Warszawiacy zaśpiewali powstańcze pieśni na placu Piłsudskiego

2023-08-01 22:25 aktualizacja: 2023-08-02, 09:15
Wspólne śpiewanie piosenek powstańczych "Warszawiacy śpiewają (nie)zakazane piosenki" Fot. PAP/Szymon Pulcyn
Wspólne śpiewanie piosenek powstańczych "Warszawiacy śpiewają (nie)zakazane piosenki" Fot. PAP/Szymon Pulcyn
W 79. rocznicę wybuchu Powstania Warszawskiego prezydent Andrzej Duda, premier Mateusz Morawiecki, mieszkańcy Warszawy przy wsparciu profesjonalnych muzyków zaśpiewali powstańcze pieśni. W strugach deszczu na placu Piłsudskiego wybrzmiały m.in. utwory: "Warszawa, moja Warszawo", Sanitariuszka Małgorzatka", oraz "Pałacyk Michla".

Zgodnie z tradycją, aby śpiewać powstańcze piosenki, wieczorem 1 sierpnia na placu marszałka Józefa Piłsudskiego w Warszawie zebrał się tłum Polaków. Wśród zgromadzonych były całe rodziny, w tym bardzo dużo dzieci, młodzieży oraz osób starszych. Wspólne śpiewanie odbyło się w strugach deszczu z udziałem orkiestry i chóru Warszawiaków pod kierownictwem Jana Stokłosy.

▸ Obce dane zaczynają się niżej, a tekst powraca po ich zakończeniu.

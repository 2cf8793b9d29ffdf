// ==========================================
// 地铁列车夜间入役排班系统 - 分配引擎集成测试
// ==========================================
// 依据: Induction_Rules_v1.0.md - 2. 规则序与配额
// 覆盖: 保序等长 / 配额上界 / 规则优先级 / 覆盖至上 / 确定性 / 末位名额
// ==========================================

use train_induction_aps::domain::types::{Assignment, BrandingNeed};
use train_induction_aps::domain::TrainRecord;
use train_induction_aps::engine::{InductionAssigner, PlanSummaryEngine, DEFAULT_MAX_SERVICE};

// ==========================================
// 辅助函数: 构造测试记录
// ==========================================

fn record(
    train_id: &str,
    fitness_ok: bool,
    job_card_open: bool,
    needs_cleaning: bool,
    mileage: f64,
    branding_need: BrandingNeed,
) -> TrainRecord {
    TrainRecord {
        train_id: train_id.to_string(),
        fitness_ok,
        job_card_open,
        needs_cleaning,
        mileage,
        branding_need,
    }
}

fn eligible(train_id: &str, mileage: f64) -> TrainRecord {
    record(train_id, true, false, false, mileage, BrandingNeed::None)
}

/// 混合车队: 可入役 / 适航失效 / 未关工单 / 待清洁
fn mixed_fleet() -> Vec<TrainRecord> {
    vec![
        record("T1", true, false, false, 100.0, BrandingNeed::High),
        record("T2", false, false, false, 50.0, BrandingNeed::Low),
        record("T3", true, true, false, 50.0, BrandingNeed::None),
        record("T4", true, false, true, 50.0, BrandingNeed::None),
        record("T5", true, false, false, 75.0, BrandingNeed::Low),
    ]
}

// ==========================================
// 测试 1: 保序与等长
// ==========================================

#[test]
fn test_output_matches_input_order_and_length() {
    let records = mixed_fleet();
    let decisions = InductionAssigner::assign(&records, None, DEFAULT_MAX_SERVICE);

    assert_eq!(decisions.len(), records.len());
    for (i, decision) in decisions.iter().enumerate() {
        assert_eq!(decision.train_id, records[i].train_id);
        assert_eq!(decision.mileage, records[i].mileage);
        assert_eq!(decision.branding_need, records[i].branding_need);
    }
}

// ==========================================
// 测试 2: 配额上界
// ==========================================

#[test]
fn test_service_count_never_exceeds_quota() {
    let records: Vec<TrainRecord> = (0..30).map(|i| eligible(&format!("T{i}"), 10.0)).collect();

    for quota in [0usize, 1, 5, 15, 40] {
        let decisions = InductionAssigner::assign(&records, None, quota);
        let service_count = decisions
            .iter()
            .filter(|d| d.assignment == Assignment::Service)
            .count();
        assert!(service_count <= quota, "quota={} 被突破: {}", quota, service_count);
        assert_eq!(service_count, quota.min(records.len()));
    }
}

#[test]
fn test_forced_override_may_exceed_quota_by_one() {
    // 16 列可入役 + 覆盖 1 列待清洁车: Service 总数 = 配额 15 + 覆盖 1
    let mut records: Vec<TrainRecord> =
        (0..16).map(|i| eligible(&format!("T{i}"), 10.0)).collect();
    records.push(record("X", true, false, true, 10.0, BrandingNeed::None));

    let decisions = InductionAssigner::assign(&records, Some("X"), DEFAULT_MAX_SERVICE);
    let service_count = decisions
        .iter()
        .filter(|d| d.assignment == Assignment::Service)
        .count();

    assert_eq!(service_count, DEFAULT_MAX_SERVICE + 1);
}

// ==========================================
// 测试 3: 规则优先级
// ==========================================

#[test]
fn test_fitness_rule_wins_even_with_open_quota() {
    let records = vec![record("T2", false, false, false, 50.0, BrandingNeed::Low)];
    let decisions = InductionAssigner::assign(&records, None, DEFAULT_MAX_SERVICE);

    assert_eq!(decisions[0].assignment, Assignment::Maintenance);
    assert_eq!(decisions[0].reason_text(), "Fitness Certificate invalid");
}

#[test]
fn test_rule_order_on_mixed_fleet() {
    let decisions = InductionAssigner::assign(&mixed_fleet(), None, DEFAULT_MAX_SERVICE);

    let expectations = [
        ("T1", Assignment::Service, "Meets all conditions"),
        ("T2", Assignment::Maintenance, "Fitness Certificate invalid"),
        ("T3", Assignment::Maintenance, "Open Job Card"),
        ("T4", Assignment::Standby, "Pending Cleaning"),
        ("T5", Assignment::Service, "Meets all conditions"),
    ];
    for (decision, (train_id, assignment, reason)) in decisions.iter().zip(expectations) {
        assert_eq!(decision.train_id, train_id);
        assert_eq!(decision.assignment, assignment, "列车 {}", train_id);
        assert_eq!(decision.reason_text(), reason, "列车 {}", train_id);
    }
}

// ==========================================
// 测试 4: 覆盖至上
// ==========================================

#[test]
fn test_forced_override_wins_regardless_of_other_fields() {
    // 任意扣分组合均不拦截覆盖
    let fleets = [
        record("F", false, false, false, 10.0, BrandingNeed::None),
        record("F", true, true, false, 10.0, BrandingNeed::None),
        record("F", true, false, true, 10.0, BrandingNeed::None),
        record("F", false, true, true, 10.0, BrandingNeed::High),
    ];
    for train in fleets {
        let decisions = InductionAssigner::assign(std::slice::from_ref(&train), Some("F"), 0);
        assert_eq!(decisions[0].assignment, Assignment::Service);
        assert_eq!(decisions[0].reason_text(), "Forced into Service");
    }
}

#[test]
fn test_forced_override_with_zero_quota_scenario() {
    // T5 适航失效被覆盖入役, T6 可入役但配额为 0
    let records = vec![
        record("T5", false, false, false, 10.0, BrandingNeed::None),
        eligible("T6", 10.0),
    ];
    let decisions = InductionAssigner::assign(&records, Some("T5"), 0);

    assert_eq!(decisions[0].assignment, Assignment::Service);
    assert_eq!(decisions[0].reason_text(), "Forced into Service");
    assert_eq!(decisions[1].assignment, Assignment::Standby);
    assert_eq!(decisions[1].reason_text(), "Service quota filled");
}

// ==========================================
// 测试 5: 确定性/幂等
// ==========================================

#[test]
fn test_identical_inputs_yield_identical_outputs() {
    let records = mixed_fleet();
    let first = InductionAssigner::assign(&records, Some("T4"), 2);
    let second = InductionAssigner::assign(&records, Some("T4"), 2);
    assert_eq!(first, second);
}

// ==========================================
// 测试 6: 末位名额先到先得
// ==========================================

#[test]
fn test_last_slot_tie_break_by_input_order() {
    // B 里程更低、品牌需求更高, 但名额纯按输入顺序
    let records = vec![
        record("A", true, false, false, 900.0, BrandingNeed::None),
        record("B", true, false, false, 1.0, BrandingNeed::High),
    ];
    let decisions = InductionAssigner::assign(&records, None, 1);

    assert_eq!(decisions[0].assignment, Assignment::Service);
    assert_eq!(decisions[1].assignment, Assignment::Standby);
    assert_eq!(decisions[1].reason_text(), "Service quota filled");
}

// ==========================================
// 测试 7: 方案摘要联动
// ==========================================

#[test]
fn test_summary_over_mixed_fleet() {
    let records = mixed_fleet();
    let plan = InductionAssigner::assign_plan(&records, None, DEFAULT_MAX_SERVICE);
    let summary = PlanSummaryEngine::summarize(&records, &plan);

    assert_eq!(summary.total, 5);
    assert_eq!(summary.service_count, 2);
    assert_eq!(summary.standby_count, 1);
    assert_eq!(summary.maintenance_count, 2);
    assert_eq!(summary.service_mileage_total, 175.0);
    assert_eq!(summary.maintenance_mileage_total, 100.0);
}
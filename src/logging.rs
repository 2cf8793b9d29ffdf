// ==========================================
// 日志系统初始化
// ==========================================
// 使用 tracing 和 tracing-subscriber
// 支持环境变量配置日志级别
// ==========================================

use tracing_subscriber::{fmt, EnvFilter};

/// 初始化日志系统
///
/// # 环境变量
/// - RUST_LOG: 日志级别过滤器（默认: info）
///   例如: RUST_LOG=debug 或 RUST_LOG=train_induction_aps=trace
///
/// # 示例
/// ```no_run
/// use train_induction_aps::logging;
/// logging::init();
/// ```
pub fn init() {
    // 从环境变量读取日志级别，默认为 info
    let filter = EnvFilter::try_from_default_env()
        .unwrap_or_else(|_| EnvFilter::new("info"));

    // 配置日志格式
    fmt()
        .with_env_filter(filter)
        .with_target(true)
        .with_thread_ids(false)
        .with_line_number(true)
        .init();
}

/// 初始化测试环境的日志系统
///
/// 使用更详细的日志级别，便于调试
pub fn init_test() {
    let _ = fmt()
        .with_env_filter(EnvFilter::new("debug"))
        .with_test_writer()
        .try_init();
}
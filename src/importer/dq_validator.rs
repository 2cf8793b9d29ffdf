// ==========================================
// 地铁列车夜间入役排班系统 - 数据质量校验器
// ==========================================
// 依据: Field_Mapping_v1.0.md - 车队级提示口径
// 职责: 批次内重复主键检测 + 车队级提示生成
// 红线: 提示仅供展示, 不阻断分配运行
// (口径外取值属于 FieldMapper 的快速失败范畴, 不在此处)
// ==========================================

use crate::domain::train::TrainRecord;
use serde::Serialize;
use std::collections::HashSet;

// ==========================================
// 车队级提示 (Fleet Advisory)
// ==========================================
#[derive(Debug, Clone, Copy, PartialEq, Eq, Serialize)]
pub enum AdvisoryKind {
    FitnessInvalid,  // 存在适航证失效列车
    OpenJobCards,    // 存在未关闭工单列车
    PendingCleaning, // 存在待清洁列车
    DuplicateTrainId, // 批次内列车号重复
}

/// 车队级提示(非阻断)
#[derive(Debug, Clone, PartialEq, Serialize)]
pub struct FleetAdvisory {
    pub kind: AdvisoryKind,
    pub message: String,
    pub train_ids: Vec<String>,
}

// ==========================================
// DqValidator - 数据质量校验器
// ==========================================
pub struct DqValidator;

impl DqValidator {
    /// 生成车队级提示
    ///
    /// # 口径
    /// - 逐项提示命中列车号, 保持输入顺序
    /// - 重复列车号: 同批次内第二次及以后出现的列车号
    pub fn fleet_advisories(records: &[TrainRecord]) -> Vec<FleetAdvisory> {
        let mut advisories = Vec::new();

        let fitness_invalid: Vec<String> = records
            .iter()
            .filter(|r| !r.fitness_ok)
            .map(|r| r.train_id.clone())
            .collect();
        if !fitness_invalid.is_empty() {
            advisories.push(FleetAdvisory {
                kind: AdvisoryKind::FitnessInvalid,
                message: "Some trains have invalid fitness certificates.".to_string(),
                train_ids: fitness_invalid,
            });
        }

        let open_job_cards: Vec<String> = records
            .iter()
            .filter(|r| r.job_card_open)
            .map(|r| r.train_id.clone())
            .collect();
        if !open_job_cards.is_empty() {
            advisories.push(FleetAdvisory {
                kind: AdvisoryKind::OpenJobCards,
                message: "Some trains still have open job-cards.".to_string(),
                train_ids: open_job_cards,
            });
        }

        let pending_cleaning: Vec<String> = records
            .iter()
            .filter(|r| r.needs_cleaning)
            .map(|r| r.train_id.clone())
            .collect();
        if !pending_cleaning.is_empty() {
            advisories.push(FleetAdvisory {
                kind: AdvisoryKind::PendingCleaning,
                message: "Some trains require cleaning.".to_string(),
                train_ids: pending_cleaning,
            });
        }

        let mut seen = HashSet::new();
        let duplicates: Vec<String> = records
            .iter()
            .filter(|r| !seen.insert(r.train_id.as_str()))
            .map(|r| r.train_id.clone())
            .collect();
        if !duplicates.is_empty() {
            advisories.push(FleetAdvisory {
                kind: AdvisoryKind::DuplicateTrainId,
                message: "Duplicate train ids in this batch.".to_string(),
                train_ids: duplicates,
            });
        }

        advisories
    }
}
// ==========================================
// 地铁列车夜间入役排班系统 - 引擎层
// ==========================================
// 依据: Induction_Rules_v1.0.md - 2. 规则序与配额
// ==========================================
// 职责: 实现业务规则引擎
// 红线: 所有规则必须输出 reason
// ==========================================

pub mod assigner;
pub mod plan_summary;

// 重导出核心引擎
pub use assigner::{InductionAssigner, DEFAULT_MAX_SERVICE};
pub use plan_summary::{PlanSummary, PlanSummaryEngine};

Wśród tłumu rozśpiewanych warszawiaków obecni byli prezydent Andrzej Duda oraz premier Mateusz Morawiecki. W koncercie uczestniczyli także powstańcy warszawscy m.in. Bogumiła Bareńska-Bukowska ps. "Wisła", Zofia Czekalska ps. "Sosenka", Danuta Dworakowska ps. "Lena", Janusz Maksymowicz ps. "Janosz", Wiesław Newecki ps. "Kogut", Janusz Walędzik ps. "Czarny", którzy zostali przywitani przez zgromadzonych oklaskami i okrzykiem: "Cześć i chwała bohaterom!".

"Jesteście naszą dumą, naszymi bohaterami, nie tylko walki na barykadach, ale także wzorem na czas pokoju (...)Chcemy żyć waszymi wartościami. Chcemy, choć trochę być tacy jak wy" - padły ze sceny deklaracje prowadzącego koncert, Tomasza Wolnego.

"W chwil wybuchu walk, 1 sierpnia miałam obowiązek zaprzysiężyć młode dziewczynki, które wcześniej z powodu wieku nie były członkami Armii Krajowej" - wspominała w czasie filmu wyemitowanego podczas koncertu Danuta Ambroziewicz ps. "Danuta". "To było wielkie przeżycie. Zebrało się chyba z dziesięć dziewcząt i w atmosferze wystrzałów i pożarów składały swoją przysięgę" - wspominała uczestniczka powstania.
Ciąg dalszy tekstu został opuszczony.